Pourquoi ce film est toujours aussi culte 40 après sa sortie ? La réponse est simple : c'est une excellente comédie musicale qui compte des chansons cultes que l'on ne peut s’empêcher de fredonner telles que Time Warpe ou Sweet Transvestite. C’est également l'un des premiers longs-métrages qui milite pour une sexualité plus libre et moins normative que l’hétérosexualité. Enfin, The Rocky Horror Picture Show prend la défense d’une certaine culture populaire rejetée par l’intelligentsia. Le film est ainsi bardé de références au cinéma bis des années 50 et 60.

Kitch, provocateur et jouissif, ce long-métrage est à voir et à revoir sans modération. Une oeuvre à recommander à votre tata réactionnaire et facho de « La manif pour tous » afin de la dérider un peu. Une suite de The Rocky Horror Picture Show a été réalisée et s’appelle Shock Treatment. Elle met ainsi en scène l’actice principale de Suspira dans le rôle de Janet, précédemment tenu par Susan Sarandon. Le film est beaucoup plus acerbe et ne possède pas de chansons vraiment marquantes. Néanmoins cette charge violente contre la télévision est à découvrir.

 

Pink Floyd, the Wall d'Alan Parker

Quand le cinéaste qui a signé Fame et Midnight Express met en scène dans son film la musique des Pink Floyd, le fan de rock court le voir, surtout quand nous avons le droit à l’adaptation de l’une des oeuvres maîtresses du groupe. Datant de 1979, l’album concept The Wall qui sert de matériel musical et narratif au film, changeait de la musique habituelle du groupe de pop progressive. Habituellement marquée par de grandes envolées avec des morceaux dépassant allégrement les 10 minutes, la musique de The Wall est plus resserrée avec de nombreuses chansons courtes. Ce disque qui évoquait l’isolement et ses conséquences mentales, était avant tout la création du bassiste Roger Waters qui avait commencé à vampiriser le groupe (qui le voulait bien) depuis Wish You Were Here et qui signait ici avec The Wall un album solo où les autres membres servaient plus volontiers d’accompagnateurs. L’idée de cet album serait née après un incident entre Waters et un fan qui avait provoqué le musicien en ne cessant de le haranguer pour entendre les vieux morceaux du groupe. Ulcéré, Water avait fini par lui cracher dessus. Cet accident le marqua profondément, et le projet The Wall, manifeste sur l’isolement des stars de rock, était né.

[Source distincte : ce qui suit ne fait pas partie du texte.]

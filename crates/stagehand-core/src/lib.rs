//! Stagehand Core - release management for mobile app builds
//!
//! This crate holds the domain types, version and tag rules, the `apps.json`
//! catalog, the tool configuration, and the publish and cleanup workflows.
//! Remote services are reached through the traits of `stagehand-remote`.

pub mod asset;
pub mod catalog;
pub mod config;
pub mod error;
pub mod intake;
pub mod tag;
pub mod types;
pub mod version;
pub mod workflow;

pub use asset::{asset_name, asset_name_for, parse_managed_asset, platform_of, ManagedAsset};
pub use catalog::{load_catalog, save_catalog, AppEntry, AppsConfig, VersionRecord};
pub use config::Config;
pub use error::{ConfigError, Result, StagehandError, VersionError, WorkflowError};
pub use intake::{notify_operator, render_notification, NotifyOutcome, TestFlightRequest};
pub use tag::{base_tag, base_tag_of, parse_release_tag, resolve_tag_style, ReleaseTag};
pub use types::{Platform, Stage, StageGroup, TagStyle};
pub use version::{parse_version, ParsedVersion, VersionRequest};
//! Email delivery over an HTTP mail API
//!
//! Speaks the Resend-style JSON API: a single `POST` carrying
//! `from`, `to`, `subject`, `html` and `text`.

use crate::error::{RemoteError, Result};
use crate::traits::Mailer;
use crate::types::MailMessage;
use reqwest::Client;
use serde::{Deserialize, Serialize};
use tracing::{debug, info, instrument};

const DEFAULT_MAIL_API_URL: &str = "https://api.resend.com/emails";

/// Mail API settings
#[derive(Debug, Clone, Serialize, Deserialize)]
#[serde(default)]
pub struct MailConfig {
    /// Endpoint accepting the message JSON
    pub api_url: String,
    /// API key; read from `RESEND_API_KEY` when unset
    #[serde(skip_serializing)]
    pub api_key: Option<String>,
}

impl Default for MailConfig {
    fn default() -> Self {
        Self {
            api_url: DEFAULT_MAIL_API_URL.to_string(),
            api_key: None,
        }
    }
}

/// Mailer backed by an HTTP mail API
pub struct HttpMailer {
    config: MailConfig,
    client: Client,
}

#[derive(Debug, Serialize)]
struct SendBody<'a> {
    from: &'a str,
    to: [&'a str; 1],
    subject: &'a str,
    html: &'a str,
    text: &'a str,
}

impl HttpMailer {
    /// Create a new mailer
    pub fn new(mut config: MailConfig) -> Result<Self> {
        if config.api_key.is_none() {
            config.api_key = std::env::var("RESEND_API_KEY")
                .ok()
                .filter(|k| !k.trim().is_empty());
        }
        let api_key = config.api_key.as_deref().ok_or_else(|| {
            RemoteError::ConfigurationError("RESEND_API_KEY is not set".to_string())
        })?;
        debug!(api_url = %config.api_url, key_len = api_key.len(), "mailer configured");

        Ok(Self {
            config,
            client: Client::new(),
        })
    }
}

#[async_trait::async_trait]
impl Mailer for HttpMailer {
    fn name(&self) -> &str {
        "http"
    }

    #[instrument(skip(self, message), fields(to = %message.to, subject = %message.subject))]
    async fn send(&self, message: &MailMessage) -> Result<()> {
        let body = SendBody {
            from: &message.from,
            to: [&message.to],
            subject: &message.subject,
            html: &message.html,
            text: &message.text,
        };

        let mut request = self.client.post(&self.config.api_url).json(&body);
        if let Some(key) = &self.config.api_key {
            request = request.bearer_auth(key);
        }

        let response = request.send().await?;
        let status = response.status();
        if !status.is_success() {
            let message = response.text().await.unwrap_or_default();
            return Err(RemoteError::ApiError {
                status: status.as_u16(),
                message,
            });
        }

        info!("mail sent");
        Ok(())
    }
}
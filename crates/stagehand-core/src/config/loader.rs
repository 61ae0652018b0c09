//! Configuration loading

use std::path::{Path, PathBuf};

use tracing::{debug, info, warn};

use crate::error::{ConfigError, Result};

use super::defaults::{config_file_names, DEFAULT_CATALOG_PATH};
use super::types::Config;
use super::validation::validate_config;

/// Load configuration from a TOML file
pub fn load_config(path: &Path) -> Result<Config> {
    info!(path = %path.display(), "loading config");

    let content = std::fs::read_to_string(path).map_err(ConfigError::Io)?;
    let config: Config = toml::from_str(&content).map_err(ConfigError::TomlError)?;

    validate_config(&config)?;
    debug!(path = %path.display(), "config loaded and validated");
    Ok(config)
}

/// Find configuration file in directory or parent directories.
///
/// At each directory level the search checks:
///   1. `<dir>/<name>`          (e.g. `stagehand.toml`)
///   2. `<dir>/.github/<name>`  (e.g. `.github/stagehand.toml`)
///
/// The first match wins. Parents are walked until the filesystem root.
pub fn find_config(start_dir: &Path) -> Option<PathBuf> {
    debug!(start_dir = %start_dir.display(), "searching for config file");
    let mut current = start_dir.to_path_buf();

    loop {
        for name in config_file_names() {
            let config_path = current.join(name);
            if config_path.is_file() {
                info!(path = %config_path.display(), "found config file");
                return Some(config_path);
            }

            let github_path = current.join(".github").join(name);
            if github_path.is_file() {
                info!(path = %github_path.display(), "found config file in .github/");
                return Some(github_path);
            }
        }

        if !current.pop() {
            break;
        }
    }

    debug!("no config file found");
    None
}

/// Load configuration from directory (searching parent directories)
pub fn load_config_from_dir(dir: &Path) -> Result<(Config, PathBuf)> {
    let config_path = find_config(dir).ok_or_else(|| ConfigError::NotFound(dir.to_path_buf()))?;

    let config = load_config(&config_path)?;
    Ok((config, config_path))
}

/// Load configuration or use defaults.
///
/// A missing file falls back to defaults; a file that exists but does not
/// parse or validate is still an error.
pub fn load_config_or_default(dir: &Path) -> Result<(Config, Option<PathBuf>)> {
    match find_config(dir) {
        Some(path) => {
            let config = load_config(&path)?;
            Ok((config, Some(path)))
        }
        None => {
            debug!(dir = %dir.display(), "no config found, using defaults");
            Ok((Config::default(), None))
        }
    }
}

/// Resolve the catalog path.
///
/// Precedence: explicit argument (flag or `STAGEHAND_APPS`), then the
/// `catalog` key of the tool config, then `app/config/apps.json`. Relative
/// paths are taken against `base`.
pub fn resolve_catalog_path(explicit: Option<&Path>, config: &Config, base: &Path) -> PathBuf {
    let chosen = explicit
        .map(Path::to_path_buf)
        .or_else(|| config.catalog.clone())
        .unwrap_or_else(|| PathBuf::from(DEFAULT_CATALOG_PATH));

    let resolved = if chosen.is_absolute() {
        chosen
    } else {
        base.join(chosen)
    };
    if !resolved.exists() {
        warn!(path = %resolved.display(), "catalog file does not exist");
    }
    resolved
}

The Wall fut l’un des tournages les plus compliqués de la longue carrière de Parker. Le principal problème qu’il eut à gérer fut Roger Waters, habitué à jouer le despote au sein des Pink Floyd, et qu’il devait tenir éloigné de la table de montage et des plateaux. Que ce soit l’album ou le film, The Wall fut mal reçu par une critique musicale obnubilée par les modes et qui n’a qu’une obsession : ne pas paraître ringarde. Quand on revoit ce long-métrage, la force et la sincérité de l’oeuvre sautent aux yeux. Création autobiographique, Waters y évoque son enfance, la drogue et son mal-être avec une grande sincérité. Quant à la réalisation expressionniste de Parker, elle ne tombe jamais dans les artifices du vidéo-clip. Servi par un scope de toute beauté, le réalisateur anglais crée une imagerie forte et donne littéralement corps aux paroles du leader des Floyd. C’est à ce titre que parmi tous les opéra-rock, The Wall est peut-être l’oeuvre la plus cinématographique, car Parker n’illustre pas les chansons, mais crée une réelle narration autour de l’errance mentale d’un musicien devenu à son insu, une star. À noter la prestation totalement habitée de Bob Geldoff qui fait l’acteur alors qu’il est plus connu comme musicien et organisateur de concerts caritatifs tel que le Live Aid .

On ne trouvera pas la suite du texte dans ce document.